Christmas is a wonderful time of year for most people, but for others it can be a reminder of those we have lost – either those who have passed away, or those friends and perhaps even relatives who are alive but we just don’t see anymore.
We spend the holiday season being bombarded with TV adverts and messages about how important it is to spend time with our loved ones, but for some of us that might not be possible – or maybe that’s just how it seems.
If there is someone that was close to you that you wish to find again – especially with the Christmas season rapidly approaching – then our team at EJM Investigations may just be able to help.
Finding people yourself
One of the things we always pride ourselves on at EJM Investigations is making sure that we are open and honest about the services we offer, and making sure we don’t take advantage of anyone based on our expertise or their budget.
With that in mind, the first bit of advice we would have is to consider how you might be able to find this lost loved one yourself. And of course, in the modern era we have the helping hand of social media to potentially make that job easier – but only potentially.
You can, of course, search for someone by their name and you might get lucky. But there are some problems with this:
- They might have changed their name – either through marriage, or just because they wanted a fresh start
- They might have a common name, and it could be difficult to find them amongst the masses
- You might have even forgotten their surname, if it was a long time ago and you spent most of the time communicating in person.
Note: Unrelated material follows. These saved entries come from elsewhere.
//! IR tree nodes.
//!
//! Trees are built bottom-up and rewritten rather than mutated. Every
//! non-leaf node exposes its child expressions in evaluation order through
//! `kids` and can be rebuilt around new children with `build`, which keeps
//! the node's tag and payload (operator, label, constant) untouched.

use super::temp::{Label, Temp};
use itertools::Itertools;
use std::fmt;

#[derive(Debug, Display, Clone, Copy, PartialEq, Eq, Hash)]
pub enum BinOp {
    #[display(fmt = "PLUS")]
    Plus,
    #[display(fmt = "MINUS")]
    Minus,
    #[display(fmt = "MUL")]
    Mul,
    #[display(fmt = "DIV")]
    Div,
    #[display(fmt = "MOD")]
    Mod,
    #[display(fmt = "AND")]
    And,
    #[display(fmt = "OR")]
    Or,
    #[display(fmt = "XOR")]
    Xor,
    #[display(fmt = "LSHIFT")]
    Lshift,
    #[display(fmt = "RSHIFT")]
    Rshift,
    #[display(fmt = "ARSHIFT")]
    Arshift,
}

#[derive(Debug, Display, Clone, Copy, PartialEq, Eq, Hash)]
pub enum RelOp {
    #[display(fmt = "EQ")]
    Eq,
    #[display(fmt = "NE")]
    Ne,
    #[display(fmt = "LT")]
    Lt,
    #[display(fmt = "GT")]
    Gt,
    #[display(fmt = "LE")]
    Le,
    #[display(fmt = "GE")]
    Ge,
    #[display(fmt = "ULT")]
    Ult,
    #[display(fmt = "ULE")]
    Ule,
    #[display(fmt = "UGT")]
    Ugt,
    #[display(fmt = "UGE")]
    Uge,
}

impl RelOp {
    /// The relation that holds exactly when `self` does not.
    pub fn negate(self) -> Self {
        use self::RelOp::*;
        match self {
            Eq => Ne,
            Ne => Eq,
            Lt => Ge,
            Ge => Lt,
            Gt => Le,
            Le => Gt,
            Ult => Uge,
            Uge => Ult,
            Ugt => Ule,
            Ule => Ugt,
        }
    }

    /// The relation with swapped operands: `a op b <=> b op.commute() a`.
    pub fn commute(self) -> Self {
        use self::RelOp::*;
        match self {
            Lt => Gt,
            Gt => Lt,
            Le => Ge,
            Ge => Le,
            Ult => Ugt,
            Ugt => Ult,
            Ule => Uge,
            Uge => Ule,
            op => op,
        }
    }
}

#[derive(Debug, Clone, PartialEq, Eq)]
pub enum Exp {
    Const(i32),
    Name(Label),
    Temp(Temp),
    BinOp(BinOp, Box<Exp>, Box<Exp>),
    Mem(Box<Exp>),
    /// Function address and arguments.
    Call(Box<Exp>, Vec<Exp>),
    /// Run the statement, then evaluate to the expression.
    ESeq(Box<Stm>, Box<Exp>),
}

#[derive(Debug, Clone, PartialEq, Eq)]
pub enum Stm {
    /// Store `src` into `dst`, which must be a `Temp` or a `Mem`.
    Move(Exp, Exp),
    /// Evaluate for side effects, discard the result.
    Expr(Exp),
    /// Jump to the computed address, which is one of the listed labels.
    Jump(Exp, Vec<Label>),
    CJump(RelOp, Exp, Exp, Label, Label),
    Label(Label),
    Seq(Box<Stm>, Box<Stm>),
}

/// The non-child payload of an expression node.
#[derive(Debug, Clone, PartialEq, Eq)]
pub enum ExpKind {
    Const(i32),
    Name(Label),
    Temp(Temp),
    BinOp(BinOp),
    Mem,
    Call,
    /// The statement of an `ESeq` is payload, its expression is the only
    /// kid.
    ESeq(Box<Stm>),
}

impl ExpKind {
    /// Rebuild a node of this kind around `kids`.
    ///
    /// # Panics
    ///
    /// Panics if the number of kids does not fit the kind.
    pub fn build(self, kids: Vec<Exp>) -> Exp {
        let mut kids = kids.into_iter();
        let exp = match self {
            ExpKind::Const(value) => Exp::Const(value),
            ExpKind::Name(label) => Exp::Name(label),
            ExpKind::Temp(temp) => Exp::Temp(temp),
            ExpKind::BinOp(op) => {
                let left = kids.next().expect("binop needs a left operand");
                let right = kids.next().expect("binop needs a right operand");
                Exp::BinOp(op, Box::new(left), Box::new(right))
            }
            ExpKind::Mem => Exp::Mem(Box::new(kids.next().expect("mem needs an address"))),
            ExpKind::Call => {
                let func = kids.next().expect("call needs a function");
                let args = kids.by_ref().collect();
                Exp::Call(Box::new(func), args)
            }
            ExpKind::ESeq(stm) => Exp::ESeq(stm, Box::new(kids.next().expect("eseq needs a value"))),
        };
        debug_assert!(kids.next().is_none(), "too many kids");
        exp
    }
}

impl Exp {
    pub fn binop(op: BinOp, left: Exp, right: Exp) -> Exp {
        Exp::BinOp(op, Box::new(left), Box::new(right))
    }

    pub fn mem(addr: Exp) -> Exp {
        Exp::Mem(Box::new(addr))
    }

    pub fn call(func: Exp, args: Vec<Exp>) -> Exp {
        Exp::Call(Box::new(func), args)
    }

    pub fn eseq(stm: Stm, exp: Exp) -> Exp {
        Exp::ESeq(Box::new(stm), Box::new(exp))
    }

    pub fn kind(&self) -> ExpKind {
        match self {
            Exp::Const(value) => ExpKind::Const(*value),
            Exp::Name(label) => ExpKind::Name(label.clone()),
            Exp::Temp(temp) => ExpKind::Temp(*temp),
            Exp::BinOp(op, ..) => ExpKind::BinOp(*op),
            Exp::Mem(_) => ExpKind::Mem,
            Exp::Call(..) => ExpKind::Call,
            Exp::ESeq(stm, _) => ExpKind::ESeq(stm.clone()),
        }
    }

    /// Child expressions in evaluation order.
    pub fn kids(&self) -> Vec<&Exp> {
        match self {
            Exp::Const(_) | Exp::Name(_) | Exp::Temp(_) => vec![],
            Exp::BinOp(_, left, right) => vec![&**left, &**right],
            Exp::Mem(addr) => vec![&**addr],
            Exp::Call(func, args) => std::iter::once(&**func).chain(args.iter()).collect(),
            Exp::ESeq(_, exp) => vec![&**exp],
        }
    }

    /// Split into payload and owned kids. `kind.build(kids)` restores the
    /// node.
    pub fn into_parts(self) -> (ExpKind, Vec<Exp>) {
        match self {
            Exp::Const(value) => (ExpKind::Const(value), vec![]),
            Exp::Name(label) => (ExpKind::Name(label), vec![]),
            Exp::Temp(temp) => (ExpKind::Temp(temp), vec![]),
            Exp::BinOp(op, left, right) => (ExpKind::BinOp(op), vec![*left, *right]),
            Exp::Mem(addr) => (ExpKind::Mem, vec![*addr]),
            Exp::Call(func, args) => {
                let mut kids = Vec::with_capacity(args.len() + 1);
                kids.push(*func);
                kids.extend(args);
                (ExpKind::Call, kids)
            }
            Exp::ESeq(stm, exp) => (ExpKind::ESeq(stm), vec![*exp]),
        }
    }

    /// A node with the same tag and payload as `self`, but with `kids` as
    /// children.
    pub fn build(&self, kids: Vec<Exp>) -> Exp {
        self.kind().build(kids)
    }

    pub fn is_call(&self) -> bool {
        match self {
            Exp::Call(..) => true,
            _ => false,
        }
    }
}

/// The non-child payload of a statement node.
#[derive(Debug, Clone, PartialEq, Eq)]
pub enum StmKind {
    /// `Move(Temp(t), _)`: the destination is payload, the source the only
    /// kid.
    MoveTemp(Temp),
    /// `Move(Mem(addr), src)`: kids are `[addr, src]`.
    MoveMem,
    Expr,
    Jump(Vec<Label>),
    CJump(RelOp, Label, Label),
    Label(Label),
}

impl StmKind {
    pub fn build(self, kids: Vec<Exp>) -> Stm {
        let mut kids = kids.into_iter();
        let mut next = || kids.next().expect("statement is missing a kid");
        match self {
            StmKind::MoveTemp(temp) => Stm::Move(Exp::Temp(temp), next()),
            StmKind::MoveMem => {
                let addr = next();
                Stm::Move(Exp::mem(addr), next())
            }
            StmKind::Expr => Stm::Expr(next()),
            StmKind::Jump(targets) => Stm::Jump(next(), targets),
            StmKind::CJump(op, t, f) => {
                let left = next();
                Stm::CJump(op, left, next(), t, f)
            }
            StmKind::Label(label) => Stm::Label(label),
        }
    }
}

impl Stm {
    pub fn seq(first: Stm, second: Stm) -> Stm {
        Stm::Seq(Box::new(first), Box::new(second))
    }

    /// Chain `stms` into right-nested `Seq`s. An empty list becomes a no-op.
    pub fn seq_all(stms: Vec<Stm>) -> Stm {
        let mut stms = stms.into_iter().rev();
        match stms.next() {
            None => Stm::nop(),
            Some(last) => stms.fold(last, |acc, stm| Stm::seq(stm, acc)),
        }
    }

    /// The canonical no-op statement.
    pub fn nop() -> Stm {
        Stm::Expr(Exp::Const(0))
    }

    pub fn is_nop(&self) -> bool {
        match self {
            Stm::Expr(Exp::Const(_)) => true,
            _ => false,
        }
    }

    pub fn jump_to(label: Label) -> Stm {
        Stm::Jump(Exp::Name(label.clone()), vec![label])
    }

    pub fn is_jump(&self) -> bool {
        match self {
            Stm::Jump(..) | Stm::CJump(..) => true,
            _ => false,
        }
    }

    /// Child expressions in evaluation order. `Seq` has no kids, and the
    /// destination `Temp` of a move is not a kid.
    pub fn kids(&self) -> Vec<&Exp> {
        match self {
            Stm::Move(Exp::Temp(_), src) => vec![src],
            Stm::Move(Exp::Mem(addr), src) => vec![&**addr, src],
            Stm::Move(dst, src) => vec![dst, src],
            Stm::Expr(exp) | Stm::Jump(exp, _) => vec![exp],
            Stm::CJump(_, left, right, ..) => vec![left, right],
            Stm::Label(_) | Stm::Seq(..) => vec![],
        }
    }

    /// Split into payload and owned kids. Statements without a `StmKind`
    /// are handed back unchanged.
    pub fn into_parts(self) -> Result<(StmKind, Vec<Exp>), Stm> {
        match self {
            Stm::Move(Exp::Temp(temp), src) => Ok((StmKind::MoveTemp(temp), vec![src])),
            Stm::Move(Exp::Mem(addr), src) => Ok((StmKind::MoveMem, vec![*addr, src])),
            Stm::Expr(exp) => Ok((StmKind::Expr, vec![exp])),
            Stm::Jump(exp, targets) => Ok((StmKind::Jump(targets), vec![exp])),
            Stm::CJump(op, left, right, t, f) => Ok((StmKind::CJump(op, t, f), vec![left, right])),
            Stm::Label(label) => Ok((StmKind::Label(label), vec![])),
            stm @ Stm::Move(..) | stm @ Stm::Seq(..) => Err(stm),
        }
    }

    /// The payload of this statement, or `None` for `Seq` and for moves
    /// into something other than a `Temp` or `Mem`.
    pub fn kind(&self) -> Option<StmKind> {
        Some(match self {
            Stm::Move(Exp::Temp(temp), _) => StmKind::MoveTemp(*temp),
            Stm::Move(Exp::Mem(_), _) => StmKind::MoveMem,
            Stm::Move(..) | Stm::Seq(..) => return None,
            Stm::Expr(_) => StmKind::Expr,
            Stm::Jump(_, targets) => StmKind::Jump(targets.clone()),
            Stm::CJump(op, _, _, t, f) => StmKind::CJump(*op, t.clone(), f.clone()),
            Stm::Label(label) => StmKind::Label(label.clone()),
        })
    }
}

impl fmt::Display for Exp {
    fn fmt(&self, fmt: &mut fmt::Formatter<'_>) -> fmt::Result {
        match self {
            Exp::Const(value) => write!(fmt, "CONST {}", value),
            Exp::Name(label) => write!(fmt, "NAME {}", label),
            Exp::Temp(temp) => write!(fmt, "TEMP {}", temp),
            Exp::BinOp(op, left, right) => write!(fmt, "BINOP({}, {}, {})", op, left, right),
            Exp::Mem(addr) => write!(fmt, "MEM({})", addr),
            Exp::Call(func, args) => write!(fmt, "CALL({}, [{}])", func, args.iter().join(", ")),
            Exp::ESeq(stm, exp) => write!(fmt, "ESEQ({}, {})", stm, exp),
        }
    }
}

impl fmt::Display for Stm {
    fn fmt(&self, fmt: &mut fmt::Formatter<'_>) -> fmt::Result {
        match self {
            Stm::Move(dst, src) => write!(fmt, "MOVE({}, {})", dst, src),
            Stm::Expr(exp) => write!(fmt, "EXP({})", exp),
            Stm::Jump(exp, targets) => write!(fmt, "JUMP({}, [{}])", exp, targets.iter().join(", ")),
            Stm::CJump(op, left, right, t, f) => {
                write!(fmt, "CJUMP({}, {}, {}, {}, {})", op, left, right, t, f)
            }
            Stm::Label(label) => write!(fmt, "LABEL {}", label),
            Stm::Seq(first, second) => write!(fmt, "SEQ({}, {})", first, second),
        }
    }
}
You hardly refer to someone by their full name in conversation, do you?
- You may have forgotten how to spell their name
That’s just a handful of the potential problems you could encounter when trying to find a person online, but there is some basic advice you should always follow.
Don’t assume they are on social media
Social media is huge – but not everyone is on there, and you may be setting yourself up for disappointment if you assume that you’ll find someone with a bit of persistence.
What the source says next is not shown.